What we are facing now as a sector is unprecedented but in York and North Yorkshire we are all working together to be as well prepared as we can be.

York

In York, the Council and NHS Vale of York CGG are in daily contact with care homes and care providers with updates and the latest Government information. There are regular check-ins with staff members in the CCG’s Partners in Care network to offer support and wellbeing advice.

The CGG and the Council is working with its partners across the Vale of York to facilitate a unified response to care homes that provides proactive solutions, as well as support to react to issues that arise.  The CCG is also providing timely, practical training and development opportunities through its Partners in Care Covid-19 Response ECHO Network on topics such as PPE, COVID-19, End of Life and Advance Care Planning via video conferencing, guidance and peer support.

The CCG and Council are supporting the care home’s business continuity plans.  Working with St Leonard’s Hospice, there is now in place a model to support the community including care homes, for a single point of contact and care delivery and support for end of life.

An important part of the work to support Vale of York care homes includes providing technology and IT hardware; a resource not previously provided, and this is helping to facilitate virtual working, new, improved ways of operating for Health Care Practitioners, an increase to the speed of assessments and the expansion of virtual assessments and visiting.

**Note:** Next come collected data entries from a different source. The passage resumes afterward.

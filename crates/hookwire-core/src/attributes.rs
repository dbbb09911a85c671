//! Attribute and constant mutation
//!
//! Thin pass-through to the host's metadata primitives. No backup is kept
//! for either operation.

use hookwire_runtime::{AccessFlags, AttributePrimitive, CallError, ConstantPrimitive, TargetId, Value};

/// Rewrites access metadata and named constants
#[derive(Debug, Clone, Copy, Default)]
pub struct AttributeMutator;

impl AttributeMutator {
    /// Replace the access flags of `target`
    ///
    /// # Errors
    /// Forwards the primitive's failure (e.g. `UndefinedTarget`)
    pub fn set_access_attributes<P>(
        self,
        primitive: &P,
        target: &TargetId,
        flags: AccessFlags,
    ) -> Result<(), CallError>
    where
        P: AttributePrimitive + ?Sized,
    {
        primitive.set_flags(target, flags)?;
        tracing::info!(callee = %target, ?flags, "access attributes rewritten");
        Ok(())
    }

    /// Rebind the value of constant `name`
    ///
    /// # Errors
    /// Forwards the primitive's failure (e.g. `UndefinedConstant`)
    pub fn redefine_constant<P>(self, primitive: &P, name: &str, value: Value) -> Result<(), CallError>
    where
        P: ConstantPrimitive + ?Sized,
    {
        primitive.redefine_constant(name, value)?;
        tracing::info!(constant = name, "constant redefined");
        Ok(())
    }
}

#[cfg(test)]
mod tests {
    use super::*;
    use hookwire_runtime::{Function, Runtime, Visibility};
    use pretty_assertions::assert_eq;

    #[test]
    fn exposes_private_method() {
        let rt = Runtime::new();
        let t = rt
            .define_method(
                "Vault",
                "secret",
                &[],
                AccessFlags::PRIVATE,
                Function::from_fn(|_| Ok(Value::from("s3cr3t"))),
            )
            .unwrap();
        assert!(rt.call(&t, &[]).is_err());

        AttributeMutator
            .set_access_attributes(&rt, &t, AccessFlags::PUBLIC)
            .unwrap();

        assert_eq!(rt.flags(&t).unwrap().visibility, Visibility::Public);
        assert_eq!(rt.call(&t, &[]).unwrap(), Value::from("s3cr3t"));
    }

    #[test]
    fn attributes_of_undefined_target() {
        let rt = Runtime::new();
        let t = TargetId::Function("ghost".into());
        let err = AttributeMutator
            .set_access_attributes(&rt, &t, AccessFlags::PUBLIC)
            .unwrap_err();
        assert!(err.is_undefined_target());
    }

    #[test]
    fn redefines_constant() {
        let rt = Runtime::new();
        rt.define_constant("MAX_USERS", 10);

        AttributeMutator
            .redefine_constant(&rt, "MAX_USERS", Value::Int(1))
            .unwrap();
        assert_eq!(rt.constant("MAX_USERS").unwrap(), Value::Int(1));
    }

    #[test]
    fn redefine_undefined_constant() {
        let rt = Runtime::new();
        let err = AttributeMutator
            .redefine_constant(&rt, "NOPE", Value::Null)
            .unwrap_err();
        assert_eq!(err, CallError::UndefinedConstant("NOPE".into()));
    }
}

Sickness and staffing levels in care homes are monitored and have held steady and manageable throughout. Recruitment is also taking place for care staff and social workers both within the Council and to support other care providers to ensure there is sufficient well-qualified support for the City’s most vulnerable residents now and in the longer-term.

To help support care homes and care providers, we have increased payments to cover additional costs providers are facing due to Covid-19, alongside a range of other measures, such as paying providers in advance. In addition, financial support is in place for private businesses such as care homes and, with York CVS, and the Council is signposting voluntary organisations that provide care to sources of funding.

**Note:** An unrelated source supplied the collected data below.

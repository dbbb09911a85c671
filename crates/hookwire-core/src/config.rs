//! Interceptor configuration

use crate::error::InterceptError;
use serde::{Deserialize, Serialize};

/// Interceptor behaviour switches
///
/// # Example
/// ```
/// use hookwire::InterceptorConfig;
///
/// let config = InterceptorConfig::from_json(r#"{ "trace_calls": true }"#).unwrap();
/// assert!(config.trace_calls);
/// assert!(!config.backup_by_default);
/// ```
#[derive(Debug, Clone, PartialEq, Eq, Serialize, Deserialize)]
#[serde(default)]
pub struct InterceptorConfig {
    /// Preserve originals for operations that take no explicit backup flag
    pub backup_by_default: bool,
    /// Emit a debug event for every intercepted call
    pub trace_calls: bool,
    /// Restore every backed-up target when the interceptor is reset
    pub restore_on_reset: bool,
}

impl Default for InterceptorConfig {
    fn default() -> Self {
        Self {
            backup_by_default: false,
            trace_calls: false,
            restore_on_reset: true,
        }
    }
}

impl InterceptorConfig {
    /// Create default configuration
    #[inline]
    #[must_use]
    pub fn new() -> Self {
        Self::default()
    }

    /// With default backup behaviour
    #[inline]
    #[must_use]
    pub fn with_backup_by_default(mut self, backup: bool) -> Self {
        self.backup_by_default = backup;
        self
    }

    /// With per-call tracing
    #[inline]
    #[must_use]
    pub fn with_trace_calls(mut self, trace: bool) -> Self {
        self.trace_calls = trace;
        self
    }

    /// With restore-on-reset behaviour
    #[inline]
    #[must_use]
    pub fn with_restore_on_reset(mut self, restore: bool) -> Self {
        self.restore_on_reset = restore;
        self
    }

    /// Parse a JSON document; missing keys keep their defaults
    ///
    /// # Errors
    /// Returns `InvalidConfig` if the document is malformed
    pub fn from_json(json: &str) -> Result<Self, InterceptError> {
        serde_json::from_str(json).map_err(|e| InterceptError::InvalidConfig(e.to_string()))
    }
}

The Council and CCG have been supporting care providers and care homes to keep abreast of Government guidance on PPE, and on their own requirements for PPE to protect residents and staff. Besides managing supplies using existing and new sources, the Council has been delighted by local donations of unused, spare PPE from organisations ranging from a croquet club to garages, which also adds to PPE made and donated by the city’s schools and volunteers.

Telephone calls on the Council’s helpline (01904 551550 or email covid19help@york.gov.uk) with older or vulnerable residents and the tasks volunteers carry out for them, also help free care providers to focus on their most vulnerable clients.

Cllr Carol Runciman, executive member of health and adult social care at City of York Council, said:

Support from neighbours and from the community is creating a kinder, more compassionate and better supported city, which in turn is enabling care providers and social workers to focus their expertise on residents at greatest risk or with the highest needs.

Alongside their generosity, the council is rising to the challenge in an adaptable and resilient way. We’re making changes for the better quickly and well in many different ways, in many and varied locations, and at all hours of the day and night.

I’m so grateful to our staff for their innovation, hard work and flexibility. Their collaboration with partners and solution-focused work is helping residents to maintain their independence, supporting and enabling communities to keep resilient, and making sure that the most vulnerable.

 

Catherine McClure, managing director of Support Solutions Homecare, said:

We just wanted to say thank you for the amount of information provided so far throughout this awful time. We have all read a lot of negative [comment] regarding a lack of support and we are letting all who ask know that this is not the case! Thank you to you all for what you’re doing behind the scenes: it is very much appreciated.